Pensou um pouco e chegou à conclusão de que no show ninguém olha para o chão. Ou pelo menos, não com tanta atenção. E quanto às pessoas no caminho, ninguém nem conhecia ele ou se conhecesse, que diferença iria fazer? Poderia dizer que é um estilo novo, ou simplesmente dizer a verdade. Não. Se ele já tinha pensado em tudo isso em uma fração de segundos, iria passar o dia inteiro se remoendo por estar com um pé de cada tênis. Pediu desculpas ao motorista e desceu do degrau do ônibus. Tinha que voltar para casa urgentemente.
Mais uma vez, estava de volta ao ponto de ônibus. Mais uma vez o ônibus chegou. Mais uma vez estava vazio. Embarcou e tentou aproveitar o caminho. Ou pelo menos, o trânsito. Será que todo mundo estava indo para o mesmo show? Após muito tempo, o ônibus começou a andar mais rápido. Ele percebeu que o trânsito tinha sido causado por uma batida envolvendo um carro de palhaços. Conseguiu contar 15 palhaços feridos. Talvez, tivessem mais.
Depois de passar por mais algumas ruas e avenidas, finalmente estava onde queria: a estação de metrô. Antes de entrar na estação, teve que desviar de alguns voluntários de ONGs que ficavam na entrada em busca de novos sócios. Teve que repetidamente dizer que estava atrasado, muito atrasado. Atrasado mesmo. Não o “atrasado” para dar uma desculpa que nem as outras pessoas falavam.
Ele chegou na catraca do metrô e lembrou. Lembrou que esqueceu o bilhete. Pelo menos, a fila da bilheteria não estava tão grande. Só demorou alguns minutos para ele estar de volta à catraca, para então, pegar o metrô. Eram só seis estações, nada demais. Passou uma, duas, três… E ele percebeu que estava no sentido errado.

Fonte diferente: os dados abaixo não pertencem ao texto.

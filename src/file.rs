// src/file.rs

use std::{fs, path::{Path, PathBuf}};

use crate::error::ScrapeError;
use crate::scrape::AssetLink;

pub fn ensure_directory(dir: &Path) -> Result<(), ScrapeError> {
    let io_err = |source| ScrapeError::Io { path: dir.to_path_buf(), source };
    if dir.exists() && !dir.is_dir() {
        return Err(io_err(std::io::Error::new(
            std::io::ErrorKind::AlreadyExists,
            "path exists but is not a directory",
        )));
    }
    if !dir.exists() { fs::create_dir_all(dir).map_err(io_err)?; }
    Ok(())
}

/// Where `link` is saved inside `dir`. Its presence there is the only
/// record that the item is done.
pub fn destination(dir: &Path, link: &AssetLink) -> PathBuf {
    dir.join(link.filename())
}

#[cfg(test)]
mod tests {
    use super::*;

    #[test]
    fn ensure_directory_creates_nested_and_rejects_files() {
        let tmp = tempfile::tempdir().unwrap();
        let nested = tmp.path().join("cvpr2020").join("Oral_1");
        ensure_directory(&nested).unwrap();
        assert!(nested.is_dir());
        // idempotent
        ensure_directory(&nested).unwrap();

        let file = tmp.path().join("plain");
        fs::write(&file, b"x").unwrap();
        assert!(matches!(ensure_directory(&file), Err(ScrapeError::Io { .. })));
    }

    #[test]
    fn destination_uses_link_file_name() {
        let link = AssetLink::new("http://h/papers/A_B_CVPR_2020_paper.pdf").unwrap();
        assert_eq!(
            destination(Path::new("out/s1"), &link),
            Path::new("out/s1/A_B_CVPR_2020_paper.pdf")
        );
    }
}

Deveria ter reparado que não tinha visto ninguém vestindo a camisa da banda, nenhum sinal do show.
Desceu na próxima estação, subiu a escada, atravessou a plataforma e pegou novamente o metrô. Agora no sentido certo. Faltavam só 10 estações. Pelas suas contas, demorava algo entre 2 e 3 minutos em cada estação, então provavelmente estaria lá no máximo em meia hora. Não era o ideal, mas teria quer servir.

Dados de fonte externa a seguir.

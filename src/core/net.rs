// src/core/net.rs

// Blocking HTTP(S) over ureq. Everything above this file talks to `Transport`.

use std::io::{Read, Write};
use std::time::Duration;

use crate::config::consts::{CONNECT_TIMEOUT_SECS, READ_TIMEOUT_SECS, USER_AGENT};
use crate::error::FetchError;

/// The three things the downloader needs from the network.
pub trait Transport {
    /// Status code of `url` without reading its body.
    fn status(&self, url: &str) -> Result<u16, FetchError>;

    /// Stream the body of `url` into `sink`; returns the byte count.
    fn retrieve(&self, url: &str, sink: &mut dyn Write) -> Result<u64, FetchError>;

    /// Whole body of `url` as text (index and program pages).
    fn get_text(&self, url: &str) -> Result<String, FetchError>;
}

pub struct HttpTransport {
    agent: ureq::Agent,
}

impl HttpTransport {
    pub fn new() -> Self {
        let agent = ureq::AgentBuilder::new()
            .timeout_connect(Duration::from_secs(CONNECT_TIMEOUT_SECS))
            .timeout_read(Duration::from_secs(READ_TIMEOUT_SECS))
            .user_agent(USER_AGENT)
            .build();
        Self { agent }
    }

    fn get(&self, url: &str) -> Result<ureq::Response, FetchError> {
        self.agent.get(url).call().map_err(|e| classify(url, e))
    }
}

impl Default for HttpTransport {
    fn default() -> Self {
        Self::new()
    }
}

fn classify(url: &str, error: ureq::Error) -> FetchError {
    match error {
        ureq::Error::Status(status, _) => FetchError::Status { url: s!(url), status },
        ureq::Error::Transport(t) => FetchError::Connect { url: s!(url), reason: t.to_string() },
    }
}

impl Transport for HttpTransport {
    fn status(&self, url: &str) -> Result<u16, FetchError> {
        match self.agent.head(url).call() {
            Ok(resp) => Ok(resp.status()),
            Err(ureq::Error::Status(code, _)) => Ok(code),
            Err(e) => Err(classify(url, e)),
        }
    }

    fn retrieve(&self, url: &str, sink: &mut dyn Write) -> Result<u64, FetchError> {
        let resp = self.get(url)?;
        let mut reader = resp.into_reader();

        // Copy by hand so read and write failures stay distinguishable
        let mut buf = [0u8; 64 * 1024];
        let mut total = 0u64;
        loop {
            let n = match reader.read(&mut buf) {
                Ok(0) => break,
                Ok(n) => n,
                Err(e) if e.kind() == std::io::ErrorKind::Interrupted => continue,
                Err(e) => {
                    return Err(FetchError::Transfer { url: s!(url), reason: e.to_string() });
                }
            };
            sink.write_all(&buf[..n]).map_err(FetchError::Write)?;
            total += n as u64;
        }
        sink.flush().map_err(FetchError::Write)?;
        Ok(total)
    }

    fn get_text(&self, url: &str) -> Result<String, FetchError> {
        let resp = self.get(url)?;
        resp.into_string()
            .map_err(|e| FetchError::Transfer { url: s!(url), reason: e.to_string() })
    }
}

Após 7 estações, o metrô parou e apagou a luz. Uma voz disse que tinha um objeto na linha. Quem era o idiota que deixava cair um objeto na linha num dia como aquele, em que tudo que ele precisava era de agilidade? Enquanto pensava no tipo de idiota que poderia fazer isso, o metrô voltou a funcionar.
Finalmente, chegou à estação perto do estádio. E inesperadamente não tinha nenhuma multidão ali. Viu apenas uma pessoa com uma bandana da banda. Quando encontrou alguns policiais para perguntar onde era a entrada para o show, eles disseram que o show seria só no dia seguinte.
O sentimento do fracasso era indescritível. Tinha passado por tudo aquilo só para ver sua banda favorita de perto. Ainda estava de ressaca e o show seria só amanhã. Então, começou a prestar atenção perto do portão e viu centenas de barracas de acampamento formando uma gigantesca fila. Uma multidão estava preparada para o show do dia seguinte. Realmente, ele estava mais adiantado e mais atrasado do que imaginava.